Patrick Murphy

Sometimes I can taste, sometimes I can smell.

I’m one of the lucky ones.

Although my coronavirus test was negative some seven weeks ago, I’m sure I had it, and it still lingers.

I’m one of the lucky ones.

I woke up one day and had my usual breakfast, toast, but instead of tasting the butter and the toasted whole grain bread, I tasted nothing.

I don’t remember what I had for lunch or supper that night, but there was no taste.

I had a slight cold, and thought my taste and smell were masked by a stuffy nose.

My wife knew better, and a trip to TestNebraska followed. Several days of hand-wringing followed before I got the results that said I did not have the virus.

I was relieved, but left wondering when or if I would get my senses back.

The nothingness in my taste and smell persisted. Eventually, I had moments when I could smell a strong smell, and I actually could taste Thanksgiving dinner.

Then, as if I’m stuck in some sort of sensory groundhog day, it was gone again.

I’m one of the lucky ones.

There were 50,000 then, 100,000 and now 170,000 and counting who are dead from COVID-19, so it’s hard to complain.

I do have an underlying condition. A car accident some 16 years ago ruptured my spleen. It bled slowly — very slowly — until 10 days later I was nauseous and found myself in the emergency room. The doctor kept asking me if I had suffered a trauma. The accident, a fender bender, seemed so innocuous, it didn’t immediately come to mind.

Eventually, I remembered, and an ultrasound confirmed I was bleeding internally. They tried to save my spleen, but it continued to swell until they were sure it would rupture again, and it had to come out.

I have recovered. It does not affect my life at all.

I’m one of the lucky ones.

That underlying condition is the excuse some use when they hear of people dying from COVID-19. It is as if they want to dismiss the coronavirus; rationalize it as only affecting the weak and compromised.

I have lived without a spleen for going on two decades without a problem, but a severe case of the coronavirus could have impacted my quality of life or killed me.

I’m one of the lucky ones.

When some people talk of these underlying conditions you can feel the contempt they have for anyone who takes the virus serious. There is a smugness to them, as if they think they have figured out something no one else has.
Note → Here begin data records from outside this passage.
//! REST backend
//!
//! Talks to the Skillversity REST API. Every request carries
//! `Authorization: Bearer <credential>` when a credential is present;
//! responses are decoded from JSON with the backend's `message` field
//! preserved on failures.

use async_trait::async_trait;
use reqwest::{RequestBuilder, Response};
use serde::de::DeserializeOwned;
use serde_json::{Map, Value};

use crate::config::ClientConfig;
use crate::error::{ApiError, RequestResult};
use crate::gateway::{AuthBackend, CourseBackend, HealthProbe, MediaPrefix};
use crate::session::SessionStore;
use crate::types::{
    AuthResponse, Course, LoginRequest, MetadataUpdate, NewCourse, Principal, RegisterRequest,
    SignupOutcome, TeacherApplication, TeacherApplicationRequest, TeacherCourseSummary,
    VerifyResponse,
};

/// REST API client.
pub struct RestBackend {
    http: reqwest::Client,
    base_url: String,
    session: SessionStore,
}

impl RestBackend {
    pub fn new(config: &ClientConfig, session: SessionStore) -> RequestResult<Self> {
        let http = reqwest::Client::builder()
            .timeout(config.request_timeout)
            .build()
            .map_err(|e| ApiError::unknown(format!("Failed to build HTTP client: {}", e)))?;
        Ok(Self {
            http,
            base_url: config.base_url.clone(),
            session,
        })
    }

    fn url(&self, path: &str) -> String {
        format!("{}{}", self.base_url, path)
    }

    /// Attach the bearer credential when one is present.
    fn authorized(&self, request: RequestBuilder) -> RequestBuilder {
        match self.session.token() {
            Some(token) => request.bearer_auth(token),
            None => request,
        }
    }

    /// Decode a response, mapping failure statuses onto the error taxonomy
    /// with the backend's `message` field preserved.
    async fn decode<T: DeserializeOwned>(response: Response) -> RequestResult<T> {
        let status = response.status();
        if !status.is_success() {
            let body = response.text().await.unwrap_or_default();
            let message = extract_message(&body).unwrap_or_else(|| {
                if body.is_empty() {
                    status.to_string()
                } else {
                    body.clone()
                }
            });
            return Err(ApiError::from_status(status.as_u16(), message));
        }
        response
            .json::<T>()
            .await
            .map_err(|e| ApiError::unknown(format!("Failed to parse response: {}", e)))
    }

    /// List endpoints normalize an absent collection to empty, never null.
    async fn decode_list<T: DeserializeOwned>(response: Response) -> RequestResult<Vec<T>> {
        let items: Option<Vec<T>> = Self::decode(response).await?;
        Ok(items.unwrap_or_default())
    }
}

/// Pull the `message` field out of a JSON error body.
fn extract_message(body: &str) -> Option<String> {
    let value: Value = serde_json::from_str(body).ok()?;
    value
        .get("message")
        .and_then(Value::as_str)
        .map(str::to_string)
}

#[async_trait]
impl HealthProbe for RestBackend {
    async fn health_check(&self) -> RequestResult<()> {
        // Liveness probe, no auth.
        let response = self.http.get(self.url("/health-check")).send().await?;
        if response.status().is_success() {
            Ok(())
        } else {
            Err(ApiError::unreachable(format!(
                "Health check failed with status {}",
                response.status()
            )))
        }
    }
}

#[async_trait]
impl AuthBackend for RestBackend {
    async fn register(
        &self,
        email: &str,
        password: &str,
        username: &str,
    ) -> RequestResult<SignupOutcome> {
        let body = RegisterRequest {
            email: email.to_string(),
            password: password.to_string(),
            username: username.to_string(),
        };
        let response = self
            .http
            .post(self.url("/auth/register"))
            .json(&body)
            .send()
            .await?;
        Self::decode(response).await
    }

    async fn login(&self, email: &str, password: &str) -> RequestResult<AuthResponse> {
        let body = LoginRequest {
            email: email.to_string(),
            password: password.to_string(),
        };
        let response = self
            .http
            .post(self.url("/auth/login"))
            .json(&body)
            .send()
            .await?;
        Self::decode(response).await
    }

    async fn logout(&self) -> RequestResult<()> {
        // The REST API has no server-side session to invalidate; sign-out is
        // purely local credential removal.
        Ok(())
    }

    async fn current_user(&self) -> RequestResult<Principal> {
        let response = self
            .authorized(self.http.get(self.url("/auth/current-user")))
            .send()
            .await?;
        Self::decode(response).await
    }

    async fn verify_token(&self) -> RequestResult<Principal> {
        let response = self
            .authorized(self.http.get(self.url("/auth/verify-token")))
            .send()
            .await?;
        let verification: VerifyResponse = Self::decode(response).await?;
        match (verification.valid, verification.user) {
            (true, Some(user)) => Ok(user),
            _ => Err(ApiError::unauthenticated("Session is no longer valid")),
        }
    }

    async fn update_metadata(
        &self,
        user_id: &str,
        metadata: &Map<String, Value>,
    ) -> RequestResult<Principal> {
        let body = MetadataUpdate {
            metadata: metadata.clone(),
        };
        let response = self
            .authorized(
                self.http
                    .put(self.url(&format!("/auth/users/{}/metadata", user_id))),
            )
            .json(&body)
            .send()
            .await?;
        Self::decode(response).await
    }

    async fn apply_teacher(
        &self,
        user_id: &str,
        application: &TeacherApplication,
    ) -> RequestResult<Principal> {
        let body = TeacherApplicationRequest {
            teacher_application: application.clone(),
            role: Some("teacher".to_string()),
        };
        let response = self
            .authorized(
                self.http
                    .post(self.url(&format!("/auth/users/{}/apply-teacher", user_id))),
            )
            .json(&body)
            .send()
            .await?;
        Self::decode(response).await
    }
}

#[async_trait]
impl CourseBackend for RestBackend {
    async fn list_courses(&self) -> RequestResult<Vec<Course>> {
        let response = self
            .authorized(self.http.get(self.url("/courses")))
            .send()
            .await?;
        Self::decode_list(response).await
    }

    async fn get_course(&self, id: &str) -> RequestResult<Course> {
        let response = self
            .authorized(self.http.get(self.url(&format!("/courses/{}", id))))
            .send()
            .await?;
        Self::decode(response).await
    }

    async fn search_courses(&self, query: &str) -> RequestResult<Vec<Course>> {
        let response = self
            .authorized(
                self.http
                    .get(self.url("/courses/search"))
                    .query(&[("q", query)]),
            )
            .send()
            .await?;
        Self::decode_list(response).await
    }

    async fn courses_by_category(&self, category: &str) -> RequestResult<Vec<Course>> {
        let response = self
            .authorized(
                self.http
                    .get(self.url(&format!("/courses/category/{}", category))),
            )
            .send()
            .await?;
        Self::decode_list(response).await
    }

    async fn create_course(&self, course: &NewCourse) -> RequestResult<Course> {
        let response = self
            .authorized(self.http.post(self.url("/admin/courses")))
            .json(course)
            .send()
            .await?;
        Self::decode(response).await
    }

    async fn update_course(&self, id: &str, changes: &Value) -> RequestResult<Course> {
        let response = self
            .authorized(self.http.put(self.url(&format!("/admin/courses/{}", id))))
            .json(changes)
            .send()
            .await?;
        Self::decode(response).await
    }

    async fn delete_course(&self, id: &str) -> RequestResult<()> {
        let response = self
            .authorized(
                self.http
                    .delete(self.url(&format!("/admin/courses/{}", id))),
            )
            .send()
            .await?;
        let _: Value = Self::decode(response).await?;
        Ok(())
    }

    async fn teacher_courses(&self) -> RequestResult<Vec<TeacherCourseSummary>> {
        let response = self
            .authorized(self.http.get(self.url("/teacher/courses")))
            .send()
            .await?;
        let courses: Vec<Course> = Self::decode_list(response).await?;
        Ok(courses.into_iter().map(TeacherCourseSummary::from).collect())
    }

    async fn upload_media(
        &self,
        file_name: &str,
        content_type: &str,
        bytes: Vec<u8>,
        prefix: MediaPrefix,
    ) -> RequestResult<String> {
        let part = reqwest::multipart::Part::bytes(bytes)
            .file_name(file_name.to_string())
            .mime_str(content_type)
            .map_err(|e| ApiError::validation(format!("Invalid content type: {}", e)))?;
        let form = reqwest::multipart::Form::new()
            .part("file", part)
            .text("type", prefix.as_str());
        let response = self
            .authorized(self.http.post(self.url("/upload")))
            .multipart(form)
            .send()
            .await?;
        let body: Value = Self::decode(response).await?;
        body.get("fileUrl")
            .and_then(Value::as_str)
            .map(str::to_string)
            .ok_or_else(|| ApiError::unknown("Upload response missing fileUrl"))
    }
}
//! Property tests for catalog shaping
//!
//! The shelves must order deterministically: descending by their key, with
//! equal-ranked courses keeping their incoming relative order, capped at the
//! shelf size.

use proptest::prelude::*;

use skillversity_client::catalog::{self, SHELF_SIZE};
use skillversity_client::Course;

fn course_with(id: usize, enrollment: Option<u64>, score: Option<i64>) -> Course {
    serde_json::from_value(serde_json::json!({
        "id": id.to_string(),
        "title": format!("Course {}", id),
        "author": "A",
        "enrollmentCount": enrollment,
        "popularityScore": score,
    }))
    .expect("course payload decodes")
}

prop_compose! {
    fn arb_courses(max: usize)
        (rows in prop::collection::vec(
            (prop::option::of(0u64..100), prop::option::of(0i64..100)),
            0..max,
        ))
        -> Vec<Course>
    {
        rows.into_iter()
            .enumerate()
            .map(|(i, (enrollment, score))| course_with(i, enrollment, score))
            .collect()
    }
}

proptest! {
    #[test]
    fn popular_is_sorted_capped_and_stable(courses in arb_courses(20)) {
        let shelf = catalog::popular(&courses);

        prop_assert!(shelf.len() <= SHELF_SIZE);
        prop_assert_eq!(shelf.len(), courses.len().min(SHELF_SIZE));

        for pair in shelf.windows(2) {
            let (a, b) = (&pair[0], &pair[1]);
            let (ka, kb) = (a.enrollment_count.unwrap_or(0), b.enrollment_count.unwrap_or(0));
            prop_assert!(ka >= kb, "shelf not descending: {} before {}", ka, kb);
            if ka == kb {
                // Ids are the original indices, so stability means the
                // earlier course keeps the earlier slot.
                let (ia, ib) = (
                    a.id.parse::<usize>().unwrap(),
                    b.id.parse::<usize>().unwrap(),
                );
                prop_assert!(ia < ib, "tie reordered: {} after {}", ia, ib);
            }
        }
    }

    #[test]
    fn in_demand_is_sorted_and_stable(courses in arb_courses(20)) {
        let shelf = catalog::in_demand(&courses);

        for pair in shelf.windows(2) {
            let (a, b) = (&pair[0], &pair[1]);
            let (ka, kb) = (a.popularity_score.unwrap_or(0), b.popularity_score.unwrap_or(0));
            prop_assert!(ka >= kb);
            if ka == kb {
                prop_assert!(
                    a.id.parse::<usize>().unwrap() < b.id.parse::<usize>().unwrap()
                );
            }
        }
    }

    #[test]
    fn shelves_never_invent_courses(courses in arb_courses(20)) {
        for shelf in [
            catalog::popular(&courses),
            catalog::in_demand(&courses),
            catalog::recommended(&courses),
            catalog::recently_viewed(&courses),
        ] {
            for entry in &shelf {
                prop_assert!(courses.iter().any(|c| c.id == entry.id));
            }
        }
    }

    #[test]
    fn category_counts_sum_to_input(courses in arb_courses(20)) {
        let counts = catalog::by_category(&courses);
        let total: usize = counts.iter().map(|c| c.count).sum();
        prop_assert_eq!(total, courses.len());
    }
}
//! Failure taxonomy for the backend gateway
//!
//! Every gateway operation resolves to a `RequestResult<T>`: either the data
//! or exactly one error from this taxonomy. The gateway never panics or
//! bubbles transport exceptions past its boundary; unexpected failures are
//! folded into `Unknown` with the original message preserved, because the UI
//! renders these strings directly.

use thiserror::Error;

/// Universal result envelope returned by every gateway operation.
pub type RequestResult<T> = Result<T, ApiError>;

/// Failure categories surfaced to callers.
///
/// The `Display` output is the user-visible string; downstream code matches
/// on the variant instead of parsing messages.
#[derive(Debug, Error, Clone, PartialEq, Eq)]
pub enum ApiError {
    /// Health probe failed, or the primary call timed out / hit a network error.
    #[error("Backend unavailable: {0}")]
    UnreachableBackend(String),

    /// 401 equivalent. Triggers credential clearing at the gateway.
    #[error("Authentication required: {0}")]
    Unauthenticated(String),

    /// 403 equivalent. Also triggers credential clearing.
    #[error("Access denied: {0}")]
    Forbidden(String),

    /// Resource absent.
    #[error("Not found: {0}")]
    NotFound(String),

    /// Malformed input rejected by the backend or by the gateway itself.
    #[error("Validation failed: {0}")]
    ValidationFailed(String),

    /// The gateway could not route the logical path. Unknown routes fail
    /// closed; this is a contract, not an accident.
    #[error("Endpoint not implemented: {0}")]
    UnimplementedEndpoint(String),

    /// Catch-all with the original message preserved.
    #[error("{0}")]
    Unknown(String),
}

impl ApiError {
    /// Create an `UnreachableBackend` error.
    pub fn unreachable(message: impl Into<String>) -> Self {
        Self::UnreachableBackend(message.into())
    }

    /// Create an `Unauthenticated` error.
    pub fn unauthenticated(message: impl Into<String>) -> Self {
        Self::Unauthenticated(message.into())
    }

    /// Create a `NotFound` error.
    pub fn not_found(message: impl Into<String>) -> Self {
        Self::NotFound(message.into())
    }

    /// Create a `ValidationFailed` error.
    pub fn validation(message: impl Into<String>) -> Self {
        Self::ValidationFailed(message.into())
    }

    /// Create an `Unknown` error.
    pub fn unknown(message: impl Into<String>) -> Self {
        Self::Unknown(message.into())
    }

    /// Map an HTTP status and response message into the taxonomy.
    ///
    /// Statuses without a dedicated category keep the backend's message
    /// verbatim (e.g. 409 "User already exists").
    pub fn from_status(status: u16, message: String) -> Self {
        match status {
            401 => Self::Unauthenticated(message),
            403 => Self::Forbidden(message),
            404 => Self::NotFound(message),
            400 | 422 => Self::ValidationFailed(message),
            502 | 503 | 504 => Self::UnreachableBackend(message),
            _ => Self::Unknown(message),
        }
    }

    /// Whether this error must clear the persisted credential (fail-secure).
    pub fn is_auth_failure(&self) -> bool {
        matches!(self, Self::Unauthenticated(_) | Self::Forbidden(_))
    }
}

impl From<reqwest::Error> for ApiError {
    fn from(err: reqwest::Error) -> Self {
        if err.is_timeout() || err.is_connect() {
            Self::UnreachableBackend(format!("Network error: {}", err))
        } else if err.is_decode() {
            Self::Unknown(format!("Failed to parse response: {}", err))
        } else {
            Self::Unknown(format!("Network error: {}", err))
        }
    }
}
//! Skillversity client
//!
//! Client-side data-access layer for the Skillversity course marketplace.
//!
//! # Overview
//!
//! The crate unifies two backend strategies (the Skillversity REST API and
//! a managed BaaS) behind one gateway, and builds the session lifecycle and
//! catalog queries on top of it:
//!
//! - **`gateway`**: health-checked, credential-aware dispatch onto the
//!   configured backend; every outcome normalized to `RequestResult<T>`
//! - **`auth`**: sign-in/sign-up/sign-out and periodic session
//!   re-verification with derived role flags
//! - **`query`**: reactive `{data, is_loading, error}` handles over
//!   individual catalog calls
//! - **`catalog`**: pure shaping of course shelves (popular, recommended,
//!   in-demand, by category)
//! - **`session`**: the injectable credential store shared by the above
//!
//! # Usage
//!
//! ```rust,no_run
//! use std::sync::Arc;
//! use skillversity_client::{AuthOrchestrator, ClientConfig, Gateway, SessionStore};
//!
//! # async fn example() -> Result<(), Box<dyn std::error::Error>> {
//! let config = ClientConfig::from_env()?;
//! let session = SessionStore::new();
//! let gateway = Arc::new(Gateway::new(&config, session.clone())?);
//!
//! let auth = Arc::new(AuthOrchestrator::new(gateway.clone(), session));
//! auth.initialize().await;
//! auth.spawn_reverification(config.reverify_interval);
//!
//! let courses = gateway.list_courses().await?;
//! # Ok(())
//! # }
//! ```
//!
//! # Error Handling
//!
//! Expected failures never panic and never escape as transport errors: every
//! operation resolves to `RequestResult<T>` with an `ApiError` from the
//! fixed taxonomy in [`error`]. Auth failures (401/403) additionally clear
//! the persisted credential.

/// Auth orchestrator and session phase machine
pub mod auth;

/// Pure course-shaping utilities
pub mod catalog;

/// Client configuration
pub mod config;

/// Failure taxonomy
pub mod error;

/// Backend gateway and the two backend strategies
pub mod gateway;

/// Reactive query handles
pub mod query;

/// Session credential store
pub mod session;

/// Data model
pub mod types;

pub use auth::{AuthOrchestrator, AuthPhase, AuthState};
pub use config::{BackendStrategy, ClientConfig, ConfigError};
pub use error::{ApiError, RequestResult};
pub use gateway::{Endpoint, Gateway, MediaPrefix, Method};
pub use session::SessionStore;
pub use types::{Course, Principal, Role};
Anyone with a rudimentary understanding of life and our bodies knows we all have underlying conditions. It’s what happens as we age or suffered a trauma to our bodies. We all have health issues that we live with, but do not diminish our daily lives. But when the coronavirus enters our system, it can cause irreparable damage. It does not mean COVID-19 does not exist, or; is not to be taken seriously or is a conspiracy.

It means COVID-19 is serious and should be treated as such.

If you avoid getting the virus or have mild symptoms and they disappear, you’re one of the lucky ones.

Patrick Murphy, editor-publisher of the Humphrey Democrat and Newman Grove Reporter in Nebraska, is a former assistant managing editor at The Telegram.